Top of SUPPLIED ENTRIES

//! Ledoit-Wolf shrinkage covariance estimator.
//!
//! Shrinks the sample covariance of the paired differences toward a
//! structured target:
//!
//! Σ = δ* F + (1 − δ*) S
//!
//! where S is the sample covariance, F the target, and δ* the analytically
//! optimal shrinkage intensity from Ledoit & Wolf (2004), "Honey, I Shrunk
//! the Sample Covariance Matrix". Useful when the number of paired
//! observations is small relative to the number of variables, where S is
//! ill-conditioned or outright singular.

use ndarray::{Array2, Axis};
use serde::{Deserialize, Serialize};

use super::{CovarianceError, CovarianceEstimator};

/// Shrinkage target types
#[derive(Debug, Clone, Copy, PartialEq, Eq, Default, Serialize, Deserialize)]
pub enum ShrinkageTarget {
    /// Identity scaled by the average variance: F = μI with μ = trace(S)/p
    #[default]
    Identity,

    /// Diagonal of S with all covariances zeroed
    Diagonal,
}

/// Ledoit-Wolf estimator configuration
#[derive(Debug, Clone, Serialize, Deserialize)]
pub struct LedoitWolfConfig {
    /// Minimum number of observations required (default: 2)
    pub min_observations: usize,

    /// Shrinkage target type (default: Identity)
    pub target: ShrinkageTarget,
}

impl Default for LedoitWolfConfig {
    fn default() -> Self {
        Self {
            min_observations: 2,
            target: ShrinkageTarget::Identity,
        }
    }
}

/// Ledoit-Wolf shrinkage covariance estimator
#[derive(Debug, Default)]
pub struct LedoitWolfEstimator {
    config: LedoitWolfConfig,
}

impl LedoitWolfEstimator {
    /// Create an estimator with the given configuration.
    pub const fn new(config: LedoitWolfConfig) -> Self {
        Self { config }
    }

    /// Shrinkage intensity δ* for `differences`, for diagnostics.
    pub fn shrinkage_intensity(&self, differences: &Array2<f64>) -> Result<f64, CovarianceError> {
        let centered = self.check_and_center(differences)?;
        let sample = sample_covariance(&centered);
        let target = self.target_matrix(&sample);
        Ok(optimal_intensity(&centered, &sample, &target, self.config.target))
    }

    fn check_and_center(&self, differences: &Array2<f64>) -> Result<Array2<f64>, CovarianceError> {
        let n = differences.nrows();
        if n < self.config.min_observations {
            return Err(CovarianceError::InsufficientData {
                required: self.config.min_observations,
                actual: n,
            });
        }
        let means = differences.mean_axis(Axis(0)).unwrap();
        Ok(differences - &means.insert_axis(Axis(0)))
    }

    fn target_matrix(&self, sample: &Array2<f64>) -> Array2<f64> {
        let p = sample.nrows();
        match self.config.target {
            ShrinkageTarget::Identity => {
                let mu = sample.diag().sum() / p as f64;
                Array2::eye(p) * mu
            }
            ShrinkageTarget::Diagonal => Array2::from_diag(&sample.diag()),
        }
    }
}

impl CovarianceEstimator for LedoitWolfEstimator {
    fn estimate(&self, differences: &Array2<f64>) -> Result<Array2<f64>, CovarianceError> {
        let centered = self.check_and_center(differences)?;
        let sample = sample_covariance(&centered);
        let target = self.target_matrix(&sample);
        let delta = optimal_intensity(&centered, &sample, &target, self.config.target);

        Ok(&target * delta + &sample * (1.0 - delta))
    }
}

/// Sample covariance with the 1/n normalization the Ledoit-Wolf formula
/// assumes. `centered` must already have zero column means.
fn sample_covariance(centered: &Array2<f64>) -> Array2<f64> {
    let n = centered.nrows() as f64;
    centered.t().dot(centered) / n
}

/// Optimal shrinkage intensity δ* = clamp(b̂² / γ̂, 0, 1).
///
/// b̂² is the estimated sampling variance of the sample covariance entries
/// (1/n² times the summed squared deviations of the per-observation outer
/// products from S); γ̂ = ||S − F||²_F is the squared distance to the
/// target. Entries the target copies verbatim from S (the diagonal, for the
/// [`ShrinkageTarget::Diagonal`] target) share S's sampling noise and are
/// excluded from the numerator.
fn optimal_intensity(
    centered: &Array2<f64>,
    sample: &Array2<f64>,
    target: &Array2<f64>,
    kind: ShrinkageTarget,
) -> f64 {
    let n = centered.nrows() as f64;

    let mut variance = 0.0;
    let mut shared = 0.0;
    for row in centered.rows() {
        let y = row.insert_axis(Axis(1));
        let outer = y.dot(&y.t());
        let deviation = (&outer - sample).mapv(|v| v * v);
        variance += deviation.sum();
        if kind == ShrinkageTarget::Diagonal {
            shared += deviation.diag().sum();
        }
    }
    variance /= n * n;
    shared /= n * n;

    // γ̂ = ||S − F||²_F
    let gamma = (sample - target).mapv(|v| v * v).sum();

    if gamma > 0.0 {
        ((variance - shared) / gamma).clamp(0.0, 1.0)
    } else {
        // Sample covariance already equals the target
        0.0
    }
}
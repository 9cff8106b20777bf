//! Covariance estimation for the paired-difference matrix.
//!
//! The paired test works entirely on D = T2 − T1; its covariance can be
//! estimated directly ([`ClassicalCovariance`]) or through Ledoit-Wolf
//! shrinkage ([`LedoitWolfEstimator`]) when the sample covariance is
//! ill-conditioned.

pub mod classical;
pub mod ledoit_wolf;
pub mod linalg;

pub use classical::ClassicalCovariance;
pub use ledoit_wolf::{LedoitWolfConfig, LedoitWolfEstimator, ShrinkageTarget};
pub use linalg::{SymmetricEigen, invert_symmetric, symmetric_eigen};

use ndarray::Array2;
use serde::{Deserialize, Serialize};
use thiserror::Error;

/// Errors that can occur during covariance estimation
#[derive(Debug, Error)]
pub enum CovarianceError {
    /// Insufficient data for estimation
    #[error("insufficient data: need at least {required} observations, got {actual}")]
    InsufficientData {
        /// Required number of observations
        required: usize,
        /// Actual number of observations
        actual: usize,
    },

    /// Dimension mismatch
    #[error("dimension mismatch: expected {expected}, got {actual}")]
    DimensionMismatch {
        /// Expected dimension
        expected: usize,
        /// Actual dimension
        actual: usize,
    },

    /// Matrix is singular to working precision
    #[error("matrix is singular to working precision")]
    Singular,
}

/// Which covariance estimator the test should use.
#[derive(Debug, Clone, Copy, PartialEq, Eq, Default, Serialize, Deserialize)]
pub enum CovarianceStrategy {
    /// Unbiased sample covariance (divide by n − 1).
    #[default]
    Classical,
    /// Ledoit-Wolf linear shrinkage toward a structured target.
    ///
    /// Requires a shrinkage estimator to be installed on the test runner.
    Shrinkage,
}

/// Trait for covariance matrix estimators over paired differences.
pub trait CovarianceEstimator {
    /// Estimate the covariance matrix of the rows of `differences`.
    ///
    /// # Arguments
    /// * `differences` - Matrix where each row is one observational unit's
    ///   difference between the two conditions
    ///
    /// # Returns
    /// * Estimated p × p symmetric covariance matrix
    fn estimate(&self, differences: &Array2<f64>) -> Result<Array2<f64>, CovarianceError>;
}
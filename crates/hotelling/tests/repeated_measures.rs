//! Integration tests for the paired repeated-measures test.

use approx::assert_relative_eq;
use hotelling::{
    CoordinateFlattener, LedoitWolfEstimator, ObservationMatrix, PairedHotelling, ShapeAxis,
    TestError, TestOptions, repeated_measures_test,
};
use ndarray::{Array2, Array3, array};
use rstest::rstest;

fn positional() -> TestOptions {
    TestOptions {
        match_by_label: false,
        use_shrinkage: false,
    }
}

fn labeled(data: Array2<f64>, labels: &[&str]) -> ObservationMatrix {
    ObservationMatrix::with_labels(data, labels.iter().map(ToString::to_string).collect()).unwrap()
}

/// Differences with exactly zero column means and a full-rank covariance.
fn zero_mean_jitter() -> Array2<f64> {
    array![[0.01, -0.02], [-0.01, 0.02], [0.02, 0.01], [-0.02, -0.01]]
}

#[test]
fn no_systematic_difference_yields_zero_statistics() {
    let first = ObservationMatrix::new(array![[0.0, 0.0], [1.0, 1.0], [2.0, 2.0], [3.0, 1.0]]);
    let second = ObservationMatrix::new(first.data() + &zero_mean_jitter());

    let output = repeated_measures_test(&first, &second, positional()).unwrap();

    assert_relative_eq!(output.summary.euclidean_d, 0.0, epsilon = 1e-10);
    assert_relative_eq!(output.summary.hotelling_t2, 0.0, epsilon = 1e-10);
    assert_relative_eq!(output.summary.fstat.unwrap(), 0.0, epsilon = 1e-10);
    assert_relative_eq!(output.summary.p_value.unwrap(), 1.0, epsilon = 1e-10);
}

#[test]
fn swapping_conditions_leaves_statistics_unchanged() {
    let first = ObservationMatrix::new(array![
        [0.2, 1.4],
        [1.1, 0.3],
        [2.7, 2.2],
        [3.4, 1.9],
        [4.1, 0.8]
    ]);
    let second = ObservationMatrix::new(array![
        [0.9, 1.1],
        [1.8, 0.9],
        [3.1, 2.6],
        [3.2, 2.8],
        [5.0, 1.2]
    ]);

    let forward = repeated_measures_test(&first, &second, positional()).unwrap();
    let reverse = repeated_measures_test(&second, &first, positional()).unwrap();

    assert_relative_eq!(
        forward.summary.euclidean_d,
        reverse.summary.euclidean_d,
        epsilon = 1e-10
    );
    assert_relative_eq!(
        forward.summary.hotelling_t2,
        reverse.summary.hotelling_t2,
        epsilon = 1e-10
    );
    assert_relative_eq!(
        forward.summary.fstat.unwrap(),
        reverse.summary.fstat.unwrap(),
        epsilon = 1e-10
    );
    assert_relative_eq!(
        forward.summary.p_value.unwrap(),
        reverse.summary.p_value.unwrap(),
        epsilon = 1e-10
    );
}

#[rstest]
#[case(&["d", "a", "c", "b"])]
#[case(&["b", "d", "a", "c"])]
fn label_matching_is_invariant_to_row_permutation(#[case] order: &[&str]) {
    let base_labels = ["a", "b", "c", "d"];
    let first = labeled(
        array![[0.0, 0.0], [1.0, 1.0], [2.0, 2.0], [3.0, 1.0]],
        &base_labels,
    );

    let second_rows = array![
        [1.01, -0.02],
        [1.99, 1.02],
        [3.02, 2.01],
        [3.98, 0.99]
    ];
    let second = labeled(second_rows.clone(), &base_labels);

    // Permute the second dataset's rows together with their labels
    let index_of = |label: &str| base_labels.iter().position(|l| *l == label).unwrap();
    let permuted_rows = ndarray::stack(
        ndarray::Axis(0),
        &order
            .iter()
            .map(|label| second_rows.row(index_of(label)))
            .collect::<Vec<_>>(),
    )
    .unwrap();
    let permuted = labeled(permuted_rows, order);

    let options = TestOptions::default();
    let straight = repeated_measures_test(&first, &second, options).unwrap();
    let shuffled = repeated_measures_test(&first, &permuted, options).unwrap();

    assert_relative_eq!(
        straight.summary.hotelling_t2,
        shuffled.summary.hotelling_t2,
        epsilon = 1e-10
    );
    assert_relative_eq!(
        straight.summary.euclidean_d,
        shuffled.summary.euclidean_d,
        epsilon = 1e-10
    );
    assert_relative_eq!(
        straight.summary.p_value.unwrap(),
        shuffled.summary.p_value.unwrap(),
        epsilon = 1e-10
    );
}

#[test]
fn f_statistic_missing_when_observations_do_not_exceed_variables() {
    // 3 observations of 3 variables: the classical estimate is singular, so
    // the shrinkage path keeps T² computable while F stays undefined.
    let first = ObservationMatrix::new(array![
        [0.0, 1.0, 2.0],
        [1.0, 0.0, 1.0],
        [2.0, 2.0, 0.0]
    ]);
    let second = ObservationMatrix::new(array![
        [0.5, 1.2, 2.1],
        [1.9, 0.3, 1.4],
        [2.2, 2.8, 0.9]
    ]);

    let options = TestOptions {
        match_by_label: false,
        use_shrinkage: true,
    };
    let output = repeated_measures_test(&first, &second, options).unwrap();

    assert!(output.summary.hotelling_t2.is_finite());
    assert!(output.summary.fstat.is_none());
    assert!(output.summary.p_value.is_none());
}

#[test]
fn shrinkage_recovers_from_singular_classical_covariance() {
    let first = ObservationMatrix::new(array![[0.0, 0.0], [1.0, 1.0], [2.0, 2.0], [3.0, 3.0]]);
    // Second difference column exactly doubles the first: classical
    // covariance is rank one.
    let second =
        ObservationMatrix::new(first.data() + &array![[0.1, 0.2], [0.2, 0.4], [0.3, 0.6], [0.4, 0.8]]);

    assert!(matches!(
        repeated_measures_test(&first, &second, positional()),
        Err(TestError::SingularCovariance)
    ));

    let options = TestOptions {
        match_by_label: false,
        use_shrinkage: true,
    };
    let recovered = repeated_measures_test(&first, &second, options).unwrap();
    assert!(recovered.summary.hotelling_t2.is_finite());
    assert!(recovered.summary.fstat.unwrap().is_finite());
    assert!(recovered.summary.p_value.unwrap().is_finite());
}

#[test]
fn row_count_mismatch_fails_before_any_numerics() {
    let first = ObservationMatrix::new(Array2::zeros((10, 2)));
    let second = ObservationMatrix::new(Array2::zeros((9, 2)));

    assert!(matches!(
        repeated_measures_test(&first, &second, positional()),
        Err(TestError::ShapeMismatch {
            axis: ShapeAxis::Rows,
            left: 10,
            right: 9,
        })
    ));
}

#[test]
fn constant_shift_fixture_reports_unit_distance() {
    let first = ObservationMatrix::new(array![[0.0, 0.0], [1.0, 1.0], [2.0, 2.0], [3.0, 1.0]]);
    let shift = array![[1.0, 0.0], [1.0, 0.0], [1.0, 0.0], [1.0, 0.0]];
    let second = ObservationMatrix::new(first.data() + &shift + &zero_mean_jitter());

    let output = repeated_measures_test(&first, &second, positional()).unwrap();

    // Means differ only along the first variable, by exactly 1
    assert_relative_eq!(output.summary.euclidean_d, 1.0, epsilon = 1e-10);
    // S = diag(1/3000, 1/3000), so T² = 4 · 3000 and F = T²·2/(2·3)
    assert_relative_eq!(output.summary.hotelling_t2, 12000.0, epsilon = 1e-5);
    assert_relative_eq!(output.summary.fstat.unwrap(), 4000.0, epsilon = 1e-5);
    assert_relative_eq!(
        output.summary.p_value.unwrap(),
        1.0 / 4001.0,
        epsilon = 1e-10
    );
}

#[test]
fn matching_mode_notices_are_reported() {
    let first = labeled(array![[0.0], [1.0], [2.0], [3.0]], &["a", "b", "c", "d"]);
    let second = labeled(array![[0.4], [0.8], [2.3], [3.1]], &["a", "b", "c", "d"]);

    let by_label = repeated_measures_test(&first, &second, TestOptions::default()).unwrap();
    assert!(
        by_label
            .notices
            .contains(&hotelling::Notice::LabelMatching)
    );

    let by_position = repeated_measures_test(&first, &second, positional()).unwrap();
    assert!(
        by_position
            .notices
            .contains(&hotelling::Notice::PositionalMatching)
    );
}

#[test]
fn landmark_arrays_flatten_and_run() {
    // 2 landmarks x 2 dimensions x 4 specimens
    let mut first = Array3::zeros((2, 2, 4));
    for landmark in 0..2 {
        for dim in 0..2 {
            for specimen in 0..4 {
                first[[landmark, dim, specimen]] =
                    (specimen as f64) + 0.5 * (landmark as f64) - 0.2 * (dim as f64);
            }
        }
    }
    let jitter = [0.01, -0.01, 0.02, -0.02];
    let mut second = first.clone();
    for landmark in 0..2 {
        for dim in 0..2 {
            for specimen in 0..4 {
                second[[landmark, dim, specimen]] +=
                    1.0 + jitter[specimen] * ((landmark * 2 + dim) as f64 - 1.5);
            }
        }
    }

    let runner = PairedHotelling::new(TestOptions {
        match_by_label: false,
        use_shrinkage: true,
    })
    .with_shrinkage(LedoitWolfEstimator::default())
    .with_flattener(CoordinateFlattener);
    let output = runner.run_landmarks(&first, &second).unwrap();

    // 4 specimens of 4 flattened variables: F undefined, T² reported
    assert!(output.summary.fstat.is_none());
    assert!(output.summary.euclidean_d > 0.0);
}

Bottom of SUPPLIED ENTRIES

■ **TO DO**
What is needed is every line from the start of the entries through the line containing "Shrinkage target types", returned word for word and nothing else.

■ **ANSWER**
//! Ledoit-Wolf shrinkage covariance estimator.
//!
//! Shrinks the sample covariance of the paired differences toward a
//! structured target:
//!
//! Σ = δ* F + (1 − δ*) S
//!
//! where S is the sample covariance, F the target, and δ* the analytically
//! optimal shrinkage intensity from Ledoit & Wolf (2004), "Honey, I Shrunk
//! the Sample Covariance Matrix". Useful when the number of paired
//! observations is small relative to the number of variables, where S is
//! ill-conditioned or outright singular.

use ndarray::{Array2, Axis};
use serde::{Deserialize, Serialize};

use super::{CovarianceError, CovarianceEstimator};

/// Shrinkage target types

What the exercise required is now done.